Importers are paying more for horrible service and for those borrowing, the interest they are paying on these products is passed onto the consumer fueling inflation.
Based on shipping and logistics visibility company project44’s breakdown on an average cargo value of $40,000 per twenty-foot equivalent unit out of the Port of Los Angeles, shippers found themselves paying around $106 per TEU per month against a 3.2% cost of financing.
A breakout of the project44’s data shows an average of 540,255 TEUs per month waited outside the Port of Los Angeles in 2021 with an average of 377 container ships per month waiting at anchorage for a berth.
Another troubling trend of container movement out of the Port of LA is the increased dwell time of U.S. export containers. The increase in dwell time is a physical reminder of ocean carriers taking empty containers over U.S. exports.
U.S. exports have hit a 17-year low out of the Port of Los Angeles, yet empty containers being exported have increased. This is a direct result of the ocean carriers’ trade decisions. It is another monetary lever in the flow of trade that is gummed up and it won’t be freed up until the ocean carriers start accepting the exports on a timely basis.
Instead, we have heard praise from the Biden administration on the Port of Oakland opening a new container yard for agricultural exports to access empty containers to use for exports. Los Angeles is expected to have a similar measure.
“We are working with industry to look at all export opportunities and make use of the numerous empty containers on our marine terminals,” said Seroka. “U.S. exporters need to have access to containers so they can move their product. The next step is to align with service providers on a geography-based approach.”
But the reality of this solution is this: No matter how many opportunities the ports along the West Coast give to the agriculture industry for empty containers so they can be billed, it does not mean they will be exported.
The ocean carriers need to accept those exports on their vessels. Based on the historic flow of U.S. exports, which is controlled by the foreign-owned ocean carriers, the track record speaks for itself. The decrease in U.S. exports out of the country’s largest port is a glaring reminder of the trade being rolled over.
While these additional containers being made available is being hailed by the Biden administration as a win for the agriculture industry, it is nothing but empty political rhetoric until the ocean carriers place the boxes on their vessels.

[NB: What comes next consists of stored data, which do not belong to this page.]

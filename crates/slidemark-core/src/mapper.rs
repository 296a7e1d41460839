//! Mapping between image space and display space.
//!
//! Image space is the pixel grid of the captured screenshot. Display space is
//! the pixel grid of the on-screen view that presents it, which may be scaled
//! independently on each axis. Both are anchored at their own top-left corner.

use kurbo::{Affine, Point, Size};
use serde::{Deserialize, Serialize};

/// Linearly remap `value` from `[in_min, in_max]` to `[out_min, out_max]`.
///
/// A zero-width input range returns `value` unchanged.
pub fn map_from_to(value: f64, in_min: f64, in_max: f64, out_min: f64, out_max: f64) -> f64 {
    let span = in_max - in_min;
    if span.abs() < f64::EPSILON {
        return value;
    }
    (value - in_min) / span * (out_max - out_min) + out_min
}

/// Clamp `value` into `[min, max]`. NaN collapses to `min`.
pub fn clamp_to_range(value: f64, min: f64, max: f64) -> f64 {
    if value.is_nan() {
        return min;
    }
    value.max(min).min(max)
}

fn rescale_axis(value: f64, from: f64, to: f64) -> f64 {
    if from.abs() < f64::EPSILON {
        return value;
    }
    value / from * to
}

/// Convert a display-space point to image space.
///
/// Axes with a zero display extent pass through unchanged (the view has not
/// been laid out yet).
pub fn to_image_space(point: Point, image_size: Size, display_size: Size) -> Point {
    Point::new(
        rescale_axis(point.x, display_size.width, image_size.width),
        rescale_axis(point.y, display_size.height, image_size.height),
    )
}

/// Convert an image-space point to display space. Inverse of [`to_image_space`].
pub fn to_display_space(point: Point, image_size: Size, display_size: Size) -> Point {
    Point::new(
        rescale_axis(point.x, image_size.width, display_size.width),
        rescale_axis(point.y, image_size.height, display_size.height),
    )
}

/// Largest size with the aspect ratio of `source` that fits inside `bounds`.
pub fn fit_within(source: Size, bounds: Size) -> Size {
    if source.width <= 0.0 || source.height <= 0.0 {
        return bounds;
    }
    let scale = (bounds.width / source.width).min(bounds.height / source.height);
    Size::new(
        (source.width * scale).max(1.0).round(),
        (source.height * scale).max(1.0).round(),
    )
}

/// An image/display size pair for one presented slide.
#[derive(Debug, Clone, Copy, PartialEq, Serialize, Deserialize)]
pub struct ViewMapping {
    /// Size of the composed slide image.
    pub image_size: Size,
    /// Size of the view presenting it.
    pub display_size: Size,
}

impl ViewMapping {
    pub fn new(image_size: Size, display_size: Size) -> Self {
        Self {
            image_size,
            display_size,
        }
    }

    /// Convert a display point (pointer position) to image coordinates.
    pub fn to_image(&self, display_point: Point) -> Point {
        to_image_space(display_point, self.image_size, self.display_size)
    }

    /// Convert an image point to display coordinates.
    pub fn to_display(&self, image_point: Point) -> Point {
        to_display_space(image_point, self.image_size, self.display_size)
    }

    /// Affine transform from image to display space.
    ///
    /// Degenerate axes use a unit scale, matching the point conversions.
    pub fn transform(&self) -> Affine {
        let sx = if self.image_size.width.abs() < f64::EPSILON {
            1.0
        } else {
            self.display_size.width / self.image_size.width
        };
        let sy = if self.image_size.height.abs() < f64::EPSILON {
            1.0
        } else {
            self.display_size.height / self.image_size.height
        };
        Affine::scale_non_uniform(sx, sy)
    }
}

#[cfg(test)]
mod tests {
    use super::*;

    #[test]
    fn test_map_from_to() {
        assert!((map_from_to(0.0, -50.0, 50.0, -1.0, 1.0)).abs() < f64::EPSILON);
        assert!((map_from_to(25.0, -50.0, 50.0, -1.0, 1.0) - 0.5).abs() < f64::EPSILON);
        assert!((map_from_to(-100.0, -50.0, 50.0, -1.0, 1.0) + 2.0).abs() < f64::EPSILON);
    }

    #[test]
    fn test_map_from_to_empty_range() {
        assert!((map_from_to(7.0, 3.0, 3.0, -1.0, 1.0) - 7.0).abs() < f64::EPSILON);
    }

    #[test]
    fn test_clamp_to_range() {
        assert_eq!(clamp_to_range(3.0, -1.0, 1.0), 1.0);
        assert_eq!(clamp_to_range(-3.0, -1.0, 1.0), -1.0);
        assert_eq!(clamp_to_range(0.25, -1.0, 1.0), 0.25);
        assert_eq!(clamp_to_range(f64::NAN, -1.0, 1.0), -1.0);
    }

    #[test]
    fn test_to_image_space_scales_each_axis() {
        let image = Size::new(1600.0, 1200.0);
        let display = Size::new(800.0, 300.0);
        let p = to_image_space(Point::new(400.0, 150.0), image, display);
        assert!((p.x - 800.0).abs() < f64::EPSILON);
        assert!((p.y - 600.0).abs() < f64::EPSILON);
    }

    #[test]
    fn test_zero_display_size_passes_through() {
        let image = Size::new(1600.0, 1200.0);
        let p = to_image_space(Point::new(40.0, 15.0), image, Size::new(0.0, 300.0));
        assert!((p.x - 40.0).abs() < f64::EPSILON);
        assert!((p.y - 60.0).abs() < f64::EPSILON);

        let q = to_image_space(Point::new(40.0, 15.0), image, Size::ZERO);
        assert_eq!(q, Point::new(40.0, 15.0));
    }

    #[test]
    fn test_roundtrip_conversion() {
        let mapping = ViewMapping::new(Size::new(1920.0, 1080.0), Size::new(640.0, 480.0));
        let original = Point::new(123.0, 456.0);
        let back = mapping.to_display(mapping.to_image(original));
        assert!((back.x - original.x).abs() < 1e-10);
        assert!((back.y - original.y).abs() < 1e-10);
    }

    #[test]
    fn test_transform_matches_point_mapping() {
        let mapping = ViewMapping::new(Size::new(1000.0, 500.0), Size::new(500.0, 500.0));
        let p = Point::new(200.0, 100.0);
        let via_affine = mapping.transform() * p;
        assert_eq!(via_affine, mapping.to_display(p));
    }

    #[test]
    fn test_fit_within_preserves_aspect() {
        let fitted = fit_within(Size::new(800.0, 600.0), Size::new(400.0, 400.0));
        assert_eq!(fitted, Size::new(400.0, 300.0));
    }
}
//! Editor session: the state of one annotation editing view.
//!
//! The model (annotations, slides, tutorials) has no notion of a current
//! selection; everything the UI layer tracks between events lives here and
//! every operation is handed the slide it works on.

use crate::annotations::{
    Annotation, AnnotationId, AnnotationKind, ApproximateMetrics, GeometryConfig, GeometryContext,
    PenStyle,
};
use crate::config::AnnotatorConfig;
use crate::mapper::ViewMapping;
use crate::slide::{Slide, SlidePainter};
use image::RgbaImage;
use kurbo::{Point, Size, Vec2};

/// Wheel movement below this is ignored.
const SCROLL_THRESHOLD: f64 = 4.0;

/// Active tool.
#[derive(Debug, Clone, Copy, PartialEq, Eq, Default)]
pub enum Tool {
    #[default]
    None,
    /// Pick existing annotations.
    Select,
    /// Place new annotations of one kind.
    Place(AnnotationKind),
}

/// Keyboard input forwarded by the UI layer.
#[derive(Debug, Clone, PartialEq, Eq)]
pub enum KeyInput {
    Char(char),
    Enter,
    Backspace,
    Paste(String),
    Delete,
    Escape,
    Up,
    Down,
}

/// Display-space positions of the drag handles the UI should show.
#[derive(Debug, Clone, Copy, Default, PartialEq)]
pub struct HelperHandles {
    /// Direction (arrows) or corner (text box) handle.
    pub optional: Option<Point>,
    /// Position handle (click marker, text box).
    pub offset: Option<Point>,
}

/// Editing state of one slide view.
#[derive(Debug, Clone)]
pub struct EditorSession {
    tool: Tool,
    /// Style for new annotations.
    pen: PenStyle,
    /// The annotation being previewed or edited.
    current: Option<AnnotationId>,
    /// `current` is committed and selected for editing.
    editing: bool,
    /// Steps back from the front-most candidate under the pointer.
    depth: usize,
    display_size: Size,
    helper_offset: Vec2,
    optional_handle: Point,
    offset_handle: Point,
    last_pointer: Option<Point>,
    /// Layout used to measure annotations not yet redrawn.
    geometry: GeometryConfig,
}

impl Default for EditorSession {
    fn default() -> Self {
        Self::new(&AnnotatorConfig::default())
    }
}

impl EditorSession {
    pub fn new(config: &AnnotatorConfig) -> Self {
        Self {
            tool: Tool::None,
            pen: config.default_pen,
            current: None,
            editing: false,
            depth: 0,
            display_size: Size::ZERO,
            helper_offset: config.helper_offset,
            optional_handle: Point::ZERO,
            offset_handle: Point::ZERO,
            last_pointer: None,
            geometry: config.geometry.clone(),
        }
    }

    pub fn tool(&self) -> Tool {
        self.tool
    }

    /// Switch tools, discarding any uncommitted annotation.
    pub fn set_tool(&mut self, slide: &mut Slide, tool: Tool) {
        self.finish_current(slide);
        self.tool = tool;
        log::debug!("Tool changed to {:?}", tool);
    }

    pub fn pen(&self) -> PenStyle {
        self.pen
    }

    /// Change the pen for new annotations and for the selection.
    pub fn set_pen(&mut self, slide: &mut Slide, pen: PenStyle) {
        self.pen = pen;
        if let Some(annotation) = self.current.and_then(|id| slide.annotation_mut(id)) {
            annotation.style = pen;
        }
    }

    pub fn display_size(&self) -> Size {
        self.display_size
    }

    pub fn set_display_size(&mut self, size: Size) {
        self.display_size = size;
    }

    pub fn depth(&self) -> usize {
        self.depth
    }

    /// The selected annotation, once committed.
    pub fn selected(&self) -> Option<AnnotationId> {
        self.current.filter(|_| self.editing)
    }

    /// The uncommitted annotation following the pointer.
    pub fn preview(&self) -> Option<AnnotationId> {
        self.current.filter(|_| !self.editing)
    }

    /// Text of the selection, for copying.
    pub fn selected_text<'a>(&self, slide: &'a Slide) -> Option<&'a str> {
        let annotation = slide.annotation(self.selected()?)?;
        annotation.kind().has_text().then_some(annotation.text.as_str())
    }

    fn mapping(&self, slide: &Slide) -> ViewMapping {
        ViewMapping::new(slide.image_size(), self.display_size)
    }

    /// Handles for the current annotation's kind.
    pub fn handles(&self, slide: &Slide) -> HelperHandles {
        let Some(kind) = self
            .current
            .and_then(|id| slide.annotation(id))
            .map(|a| a.kind())
        else {
            return HelperHandles::default();
        };
        HelperHandles {
            optional: kind.wants_optional_handle().then_some(self.optional_handle),
            offset: kind.wants_offset_handle().then_some(self.offset_handle),
        }
    }

    /// Pointer moved to `position` (display space).
    ///
    /// While placing, the preview follows the widget under the pointer,
    /// `depth` steps back from the front-most one.
    pub fn pointer_moved(&mut self, slide: &mut Slide, position: Point) {
        self.last_pointer = Some(position);
        if self.editing {
            self.apply_handles(slide);
            return;
        }
        let Tool::Place(kind) = self.tool else {
            return;
        };

        let mapping = self.mapping(slide);
        let target = {
            let widgets = slide.find_widgets_at_position(mapping.to_image(position));
            if widgets.is_empty() {
                return;
            }
            self.depth = self.depth.min(widgets.len() - 1);
            widgets[widgets.len() - 1 - self.depth].clone()
        };
        let target_position = target.position;

        match self.current.filter(|id| slide.annotation(*id).is_some()) {
            Some(id) => {
                if let Some(annotation) = slide.annotation_mut(id) {
                    annotation.set_target(target);
                }
            }
            None => {
                let mut annotation = Annotation::new(kind, target);
                annotation.style = self.pen;
                self.current = Some(slide.add_annotation(annotation));
            }
        }

        // Direction handle starts toward the centre of the view.
        let mut helper = self.helper_offset;
        if position.x > self.display_size.width / 2.0 {
            helper.x = -helper.x;
        }
        if position.y > self.display_size.height / 2.0 {
            helper.y = -helper.y;
        }
        self.optional_handle = position + helper;
        self.offset_handle = mapping.to_display(target_position);
        self.apply_handles(slide);
    }

    /// Pointer pressed at `position` (display space).
    ///
    /// Commits the preview while placing, picks an annotation while
    /// selecting. Returns the selection.
    pub fn pointer_pressed(&mut self, slide: &mut Slide, position: Point) -> Option<AnnotationId> {
        if self.editing {
            return self.selected();
        }
        match self.tool {
            Tool::None => None,
            Tool::Select => self.select_at(slide, position),
            Tool::Place(_) => {
                let id = self.current?;
                let annotation = slide.annotation_mut(id)?;
                annotation.persisted = true;
                annotation.selection_highlight = true;
                self.editing = true;
                log::debug!("Committed {} annotation", annotation.kind());
                Some(id)
            }
        }
    }

    fn select_at(&mut self, slide: &mut Slide, position: Point) -> Option<AnnotationId> {
        let mapping = self.mapping(slide);
        let (id, optional, offset) = {
            let ctx = GeometryContext::new(&ApproximateMetrics, &self.geometry);
            let hits = slide.find_annotations_at_position(mapping.to_image(position), &ctx);
            if hits.is_empty() {
                return None;
            }
            self.depth = self.depth.min(hits.len() - 1);
            let hit = hits[hits.len() - 1 - self.depth];
            let target = hit.target();
            let optional = if hit.kind() == AnnotationKind::TextBox {
                target.center() + hit.optional().to_vec2()
            } else {
                hit.optional()
            };
            (hit.id(), optional, target.position + hit.offset())
        };

        self.optional_handle = mapping.to_display(optional);
        self.offset_handle = mapping.to_display(offset);
        if let Some(annotation) = slide.annotation_mut(id) {
            annotation.selection_highlight = true;
        }
        self.current = Some(id);
        self.editing = true;
        Some(id)
    }

    /// Pointer left the view; an uncommitted preview is dropped.
    pub fn pointer_left(&mut self, slide: &mut Slide) {
        if !self.editing && self.current.is_some() {
            self.finish_current(slide);
        }
    }

    /// Move `delta` steps through overlapping candidates; negative moves
    /// toward the front-most.
    pub fn step_depth(&mut self, slide: &mut Slide, delta: i32) {
        self.depth = if delta < 0 {
            self.depth.saturating_sub(delta.unsigned_abs() as usize)
        } else {
            self.depth.saturating_add(delta as usize)
        };
        if let Some(position) = self.last_pointer {
            self.pointer_moved(slide, position);
        }
    }

    /// Wheel input, `delta` in wheel units (positive away from the user).
    pub fn scrolled(&mut self, slide: &mut Slide, delta: f64) {
        if delta > SCROLL_THRESHOLD {
            self.step_depth(slide, -1);
        } else if delta < -SCROLL_THRESHOLD {
            self.step_depth(slide, 1);
        }
    }

    /// Drag the direction/corner handle to `position` (display space).
    pub fn drag_optional_handle(&mut self, slide: &mut Slide, position: Point) {
        self.optional_handle = position;
        self.apply_handles(slide);
    }

    /// Drag the position handle to `position` (display space).
    pub fn drag_offset_handle(&mut self, slide: &mut Slide, position: Point) {
        self.offset_handle = position;
        self.apply_handles(slide);
    }

    /// Write handle positions into the current annotation.
    ///
    /// Arrows keep the handle's image position; a text box keeps its extent
    /// from the target centre. The offset is measured from the target origin.
    fn apply_handles(&mut self, slide: &mut Slide) {
        let mapping = self.mapping(slide);
        let optional = mapping.to_image(self.optional_handle);
        let offset = mapping.to_image(self.offset_handle);
        let Some(annotation) = self.current.and_then(|id| slide.annotation_mut(id)) else {
            return;
        };
        let target = annotation.target().clone();
        if annotation.kind() == AnnotationKind::TextBox {
            annotation.set_optional((optional - target.center()).to_point());
        } else {
            annotation.set_optional(optional);
        }
        annotation.set_offset(offset - target.position);
    }

    /// Handle a key press. Returns whether the session consumed it.
    pub fn key(&mut self, slide: &mut Slide, input: KeyInput) -> bool {
        if input == KeyInput::Escape {
            return false;
        }
        if self.editing {
            if input == KeyInput::Delete {
                self.delete_selected(slide);
                return true;
            }
            let Some(annotation) = self.current.and_then(|id| slide.annotation_mut(id)) else {
                return true;
            };
            if annotation.kind().has_text() {
                match input {
                    KeyInput::Char(c) => annotation.text.push(c),
                    KeyInput::Enter => annotation.text.push('\n'),
                    KeyInput::Backspace => {
                        annotation.text.pop();
                    }
                    KeyInput::Paste(text) => annotation.text.push_str(&text),
                    _ => {}
                }
            }
            return true;
        }
        if self.current.is_some() {
            match input {
                KeyInput::Up => {
                    self.step_depth(slide, -1);
                    return true;
                }
                KeyInput::Down => {
                    self.step_depth(slide, 1);
                    return true;
                }
                _ => {}
            }
        }
        false
    }

    /// Let go of the current annotation.
    ///
    /// An uncommitted one is removed from the slide. After editing, the
    /// session returns to selecting.
    pub fn finish_current(&mut self, slide: &mut Slide) {
        if let Some(id) = self.current.take() {
            let remove = match slide.annotation_mut(id) {
                Some(annotation) => {
                    annotation.selection_highlight = false;
                    !annotation.persisted
                }
                None => false,
            };
            if remove {
                slide.remove_annotation(id);
            }
        }
        if self.editing {
            self.editing = false;
            self.tool = Tool::Select;
        }
    }

    /// Remove the selected annotation from the slide.
    pub fn delete_selected(&mut self, slide: &mut Slide) -> Option<Annotation> {
        let id = self.selected()?;
        let removed = slide.remove_annotation(id);
        self.current = None;
        self.editing = false;
        self.tool = Tool::Select;
        removed
    }

    /// Redraw the slide and scale it to the view.
    pub fn present(&self, slide: &mut Slide, painter: &mut dyn SlidePainter) -> RgbaImage {
        slide.redraw(painter);
        slide.resized_output(self.display_size, true)
    }
}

In order for the landlord ports of LA and Long Beach to run efficiently, every single trade participant must sit at the table and agree to take action and work at 100%. The finger-pointing must stop.
It has been known now for well over a year U.S. importers are not getting what they pay for. Some trade participants are making money hand over fist. U.S. trade is being held hostage and importers’ purse strings have lost all elasticity.
There needs to be accountability. Not political rhetoric backslapping. Containers don’t lie.